Nesse mesmo artigo, a Wikimedia, organização sem fins lucrativos responsável pela Wikipédia, afirma que 65% do tráfego da plataforma é proveniente de robôs de IA13 e que isso tanto dificulta a manutenção da infraestrutura computacional necessária para suportar esse projeto quanto, desestimula a participação humana em projetos colaborativos de construção livre de conhecimento. Afinal de contas, é muito mais cômodo para o usuário ter sua pergunta respondida diretamente por IA do que buscá-la em um portal como a Wikipédia (ou na Wikifavelas).

E qual é o problema de bloquear a IA?

Ok, mas se a IA gera um tráfego que aumenta custos de infraestrutura e desestimula a participação humana no Dicionário de Favelas, qual é o problema em bloquear esses robôs de IA? O principal efeito disso seria a informação contida na Wikifavelas deixar de estar disponível para treinar as ferramentas de IA, que vão continuar existindo e tendo um papel cada vez mais central como fonte de informação na vida cotidiana.

De fato, em maio de 2025, o número de visitantes mensais do ChatGPT superou o da Wikipédia.14 Isso indica uma mudança de hábitos da forma como as pessoas consomem informação na Internet e por mais que preocupações sobre os impactos negativos desse consumo existam e sejam válidas, não é possível “desinventar” essas ferramentas de IA.

Podemos não deixar os dados do Dicionário de Favelas serem utilizados para treinar ferramentas de IA, mas elas continuarão sendo utilizadas como fonte de pesquisa, inclusive para tópicos relacionados às favelas. E, sem as informações que projetos como o Wikifavelas fornece, serão mais propensas respostas que reproduzam narrativas hegemônicas, que colocam esses territórios como “agrupamentos subnormais”15, lugares violentos, desprovidos de cultura, etc.

Em outras palavras, negar o acesso pode significar reforçar estereótipos que já existem e que a própria iniciativa busca combater. A dualidade está sobre permitir ou não que os dados do Dicionário de Favelas sejam utilizados para treinar ferramentas de Inteligência Artificial vai muito além da questão técnica. Se os projetos comunitários e acadêmicos, como o Wikifavelas, não abastecerem o ecossistema digital com informações produzidas a partir da perspectiva das próprias favelas e periferias, as respostas geradas por IA tenderão a se apoiar em bases tradicionais e enviesadas.

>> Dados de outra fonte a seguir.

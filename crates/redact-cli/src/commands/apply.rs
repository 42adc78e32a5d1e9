use anyhow::{Context, Result};
use redact_config::Config;
use redact_core::{BulkOutcome, StringBuffer};
use redact_session::ReviewSession;
use std::path::Path;

use super::load_session;
use crate::cli::Inputs;

pub fn handle(inputs: &Inputs, output: Option<&Path>, audit: bool, config: &Config) -> Result<()> {
    let mut session = load_session(inputs, config)?;
    let outcome = redact(&mut session)?;

    match output {
        Some(path) => {
            std::fs::write(path, session.buffer().as_str())
                .with_context(|| format!("Failed to write {}", path.display()))?;
            eprintln!(
                "✓ Redacted {} groups ({} replacements) -> {}",
                outcome.groups,
                outcome.replacements,
                path.display()
            );
        }
        None => print!("{}", session.buffer().as_str()),
    }

    if audit {
        eprintln!("{}", serde_json::to_string_pretty(session.audit())?);
    }

    Ok(())
}

/// Accept every pending group in first-seen order
pub fn redact(session: &mut ReviewSession<StringBuffer>) -> Result<BulkOutcome> {
    let outcome = session.apply_all()?;
    let progress = session.progress();
    if !progress.is_resolved() && progress.unique_groups > 0 {
        tracing::warn!("{} groups still pending after apply", progress.pending);
    }
    Ok(outcome)
}

#[cfg(test)]
mod tests {
    use super::*;
    use crate::commands::tests::write_inputs;

    const DETECTIONS: &str = r#"{"containsPHI": true, "confidenceLevel": "high", "suggestions": [
        {"title": "Name", "message": "Patient name", "examples": ["Ann Lee"]},
        {"title": "Phone", "message": "Phone number", "examples": ["555-0100"]}
    ]}"#;

    #[test]
    fn test_apply_writes_output() {
        let dir = tempfile::tempdir().unwrap();
        let inputs = write_inputs(dir.path(), "Ann Lee, 555-0100\nAnn Lee", DETECTIONS);
        let output = dir.path().join("out.txt");

        handle(&inputs, Some(&output), false, &Config::default()).unwrap();

        assert_eq!(
            std::fs::read_to_string(&output).unwrap(),
            "[NAME], 555-555-5555\n[NAME]"
        );
        // input untouched
        assert_eq!(
            std::fs::read_to_string(&inputs.file).unwrap(),
            "Ann Lee, 555-0100\nAnn Lee"
        );
    }

    #[test]
    fn test_redact_uses_configured_replacements() {
        let dir = tempfile::tempdir().unwrap();
        let inputs = write_inputs(dir.path(), "Ann Lee, 555-0100", DETECTIONS);
        let mut config = Config::default();
        config
            .replacements
            .types
            .insert("phone".to_string(), "[PHONE]".to_string());

        let mut session = load_session(&inputs, &config).unwrap();
        let outcome = redact(&mut session).unwrap();

        assert_eq!(outcome.groups, 2);
        assert_eq!(outcome.replacements, 2);
        assert_eq!(session.text(), "[NAME], [PHONE]");
        assert_eq!(session.audit().len(), 1);
    }
}
//! Occurrence extraction
//!
//! Turns classifier suggestions plus the current buffer text into located
//! occurrences. Extraction is always a full recomputation; review decisions
//! are carried over by group key, never by position.

use std::collections::{HashMap, HashSet};

use crate::catalog::ReplacementCatalog;
use crate::matcher::{self, LineMatch};
use crate::model::{DetectionResult, GroupKey, Occurrence, OccurrenceKey, ReviewStatus};
use crate::state::ReviewState;

/// A group with at least one match in the current text
#[derive(Debug, Clone, PartialEq)]
pub struct LiveGroup {
    pub group: GroupKey,
    /// First match found for the group, even when an earlier suggestion
    /// claimed its position
    pub first: Occurrence,
    /// How many entries of `Extraction::occurrences` belong to the group.
    /// Zero when every position was claimed by another group.
    pub visible: usize,
}

impl LiveGroup {
    pub fn is_shadowed(&self) -> bool {
        self.visible == 0
    }
}

/// Result of one extraction pass
#[derive(Debug, Clone, Default)]
pub struct Extraction {
    /// Occurrences ordered by line, then column
    pub occurrences: Vec<Occurrence>,
    /// Every group with at least one match, in first-seen order
    pub groups: Vec<LiveGroup>,
    /// Suggestions without a title or examples
    pub skipped_suggestions: usize,
}

impl Extraction {
    pub fn is_empty(&self) -> bool {
        self.occurrences.is_empty()
    }

    pub fn live_groups(&self) -> impl Iterator<Item = &GroupKey> {
        self.groups.iter().map(|g| &g.group)
    }
}

pub struct Extractor {
    catalog: ReplacementCatalog,
}

impl Extractor {
    pub fn new(catalog: ReplacementCatalog) -> Self {
        Self { catalog }
    }

    pub fn catalog(&self) -> &ReplacementCatalog {
        &self.catalog
    }

    /// Locate every example of every suggestion in `text`.
    ///
    /// An accepted group is also located by its effective replacement, so it
    /// stays live (and revertible) after its original value is gone. Raw
    /// instances of the original that reappear are still indexed and remain
    /// unredacted until accepted again.
    pub fn extract(&self, detection: &DetectionResult, text: &str, state: &ReviewState) -> Extraction {
        let mut extraction = Extraction {
            skipped_suggestions: detection.malformed_entries,
            ..Default::default()
        };

        if detection.is_clear() {
            return extraction;
        }

        let mut seen_positions: HashSet<OccurrenceKey> = HashSet::new();
        let mut seen_groups: HashSet<GroupKey> = HashSet::new();

        for suggestion in detection.suggestions.iter().flatten() {
            let (Some(title), Some(examples)) = (&suggestion.title, &suggestion.examples) else {
                tracing::debug!("Skipping suggestion without title or examples");
                extraction.skipped_suggestions += 1;
                continue;
            };
            if title.trim().is_empty() {
                extraction.skipped_suggestions += 1;
                continue;
            }

            let message = suggestion.message.clone().unwrap_or_default();
            let suggested = self.catalog.suggest(title);

            for example in examples {
                if example.is_empty() {
                    continue;
                }

                let group = GroupKey::derive(title, example);
                let mut needles = Vec::with_capacity(2);
                if state.status(&group) == ReviewStatus::Accepted {
                    let replacement = state.effective_replacement(&group, suggested);
                    if replacement != example {
                        needles.push(replacement);
                    }
                }
                needles.push(example.as_str());

                // spans of this group already located; an original inside its
                // own replacement is not a second match
                let mut located: Vec<LineMatch> = Vec::new();

                for needle in needles {
                    for m in matcher::find_in_lines(text, needle) {
                        if located.iter().any(|l| overlaps(l, &m)) {
                            continue;
                        }
                        located.push(m);

                        let occurrence = Occurrence {
                            key: OccurrenceKey::at(m.line, m.column_start),
                            group: group.clone(),
                            line: m.line,
                            column_start: m.column_start,
                            column_end: m.column_end,
                            original_value: example.clone(),
                            matched_text: needle.to_string(),
                            detected_type: title.clone(),
                            message: message.clone(),
                            confidence_level: detection.confidence_level,
                            suggested_replacement: suggested.to_string(),
                        };

                        if seen_groups.insert(group.clone()) {
                            extraction.groups.push(LiveGroup {
                                group: group.clone(),
                                first: occurrence.clone(),
                                visible: 0,
                            });
                        }

                        // first suggestion to claim a position keeps it
                        if seen_positions.insert(occurrence.key.clone()) {
                            extraction.occurrences.push(occurrence);
                        }
                    }
                }
            }
        }

        extraction
            .occurrences
            .sort_by_key(|o| (o.line, o.column_start));

        let mut visible: HashMap<&GroupKey, usize> = HashMap::new();
        for occurrence in &extraction.occurrences {
            *visible.entry(&occurrence.group).or_default() += 1;
        }
        let counts: Vec<usize> = extraction
            .groups
            .iter()
            .map(|g| visible.get(&g.group).copied().unwrap_or(0))
            .collect();
        for (live, count) in extraction.groups.iter_mut().zip(counts) {
            live.visible = count;
        }

        tracing::debug!(
            "Extracted {} occurrences in {} groups ({} suggestions skipped)",
            extraction.occurrences.len(),
            extraction.groups.len(),
            extraction.skipped_suggestions
        );

        extraction
    }
}

fn overlaps(a: &LineMatch, b: &LineMatch) -> bool {
    a.line == b.line && a.column_start < b.column_end && b.column_start < a.column_end
}

impl Default for Extractor {
    fn default() -> Self {
        Self::new(ReplacementCatalog::default())
    }
}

O custo do modelo de conhecimento aberto como serviço

A Wikifavelas é um projeto que tem um custo para oferecer conteúdo confiável e aberto à sociedade e, tal como a MediaWiki, é um modelo de conhecimento como serviço16 que disponibiliza informação de interesse público à população. Esses custos — que ficam inteiramente a cargo da Fiocruz, uma instituição pública — abrangem não apenas a infraestrutura de hospedagem que mantém o sistema operante, também o trabalho de mais de 30 pesquisadores dedicados a produzir e disponibilizar conteúdo confiável e aberto para a sociedade.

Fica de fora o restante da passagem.